Legacy should never be a burden
This post will be short, but somewhat important. A couple of months after we started the Document Foundation and the LibreOffice project, a new sociological trend started to emerge inside our community. While it’s clear we were and are the continuation of the OpenOffice project judging both by the numbers of contributors who have switched from OpenOffice.org to LibreOffice and by our manifesto itself, we also gained quite a few brand new people. I have the feeling that at least for some of them, they do not identify well with the notion that we are continuing some other project but would rather think of LibreOffice as something brand new (irrelevant of any technological arguments). I would like to share my perception on this.

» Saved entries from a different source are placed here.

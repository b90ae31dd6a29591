//! Thread Stash - floss-actions demo
//!
//! A catalogue of embroidery threads where every change is an action:
//! - Enter/m: open the action menu for the highlighted thread
//! - s: toggle in stock (sync, undoable)
//! - a: add to shopping list (async, completes after a delay)
//! - d: delete (destructive, asks first)
//! - i: show details (presents a sheet)
//! - e: export (reactive, single value)
//! - j/k: move, q: quit
//!
//! Logs go to a file (`--log-file`), filtered by `RUST_LOG`.

mod actions;
mod catalog;

use std::fs::File;
use std::io;
use std::path::PathBuf;
use std::sync::{Arc, Mutex};
use std::time::Duration;

use clap::Parser;
use crossterm::{
    event::{self, Event, KeyCode, KeyEvent, KeyEventKind},
    execute,
    terminal::{disable_raw_mode, enable_raw_mode, EnterAlternateScreen, LeaveAlternateScreen},
};
use floss_actions::prelude::*;
use floss_actions::{ActionRecord, Area, MenuEntry};
use floss_actions_components::{
    anchored_rect, ActionMenu, ActionMenuProps, Component, DialogKey, TerminalPresenter,
};
use ratatui::{
    backend::{Backend, CrosstermBackend},
    layout::{Constraint, Layout, Rect},
    style::{Color, Modifier, Style},
    text::{Line, Span},
    widgets::{Block, Borders, Clear, List, ListItem, ListState, Paragraph},
    Frame, Terminal,
};
use tokio::sync::mpsc;
use tokio_util::sync::CancellationToken;
use tracing_subscriber::EnvFilter;

use crate::actions::{AddToShoppingList, DeleteThread, ExportStash, MarkInStock, ShowDetails};
use crate::catalog::{Catalog, Thread, UndoLabels};

#[derive(Parser, Debug)]
#[command(name = "thread-stash")]
#[command(about = "Embroidery thread catalogue built on floss-actions")]
struct Args {
    /// JSON file holding the stash (created on first save)
    #[arg(long)]
    data: Option<PathBuf>,

    /// Runner configuration (JSON)
    #[arg(long)]
    config: Option<PathBuf>,

    /// Where to write logs
    #[arg(long, default_value = "thread-stash.log")]
    log_file: PathBuf,

    /// Delay for the simulated shopping list round trip, in milliseconds
    #[arg(long, default_value_t = 600)]
    delay_ms: u64,
}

True, the Document Foundation and the LibreOffice project have the goal to further and secure the development of the OpenOffice.org project. But we also believe we should go beyond that and that’s why we welcome everyone interested in contributing, not just specific people we know. But you hardly never start with nothing. Our base is the OpenOffice.org community, with its history, its common knowledge and habits. Sometimes these habits need to be modified or even abandoned, sometimes, they reflect the result of years and years of community experience. But in any case, we are not looking backwards; we are looking forward knowing that what we are creating is fundamentally the right thing to do. Everybody, whether old-timer of the OpenOffice.org project or newcomer should feel at home within the LibreOffice project. Legacy should inspire us to reach beyond its past success and should never be a burden. And if I have not told you so before: Welcome to the LibreOffice Project. Let’s build something exciting!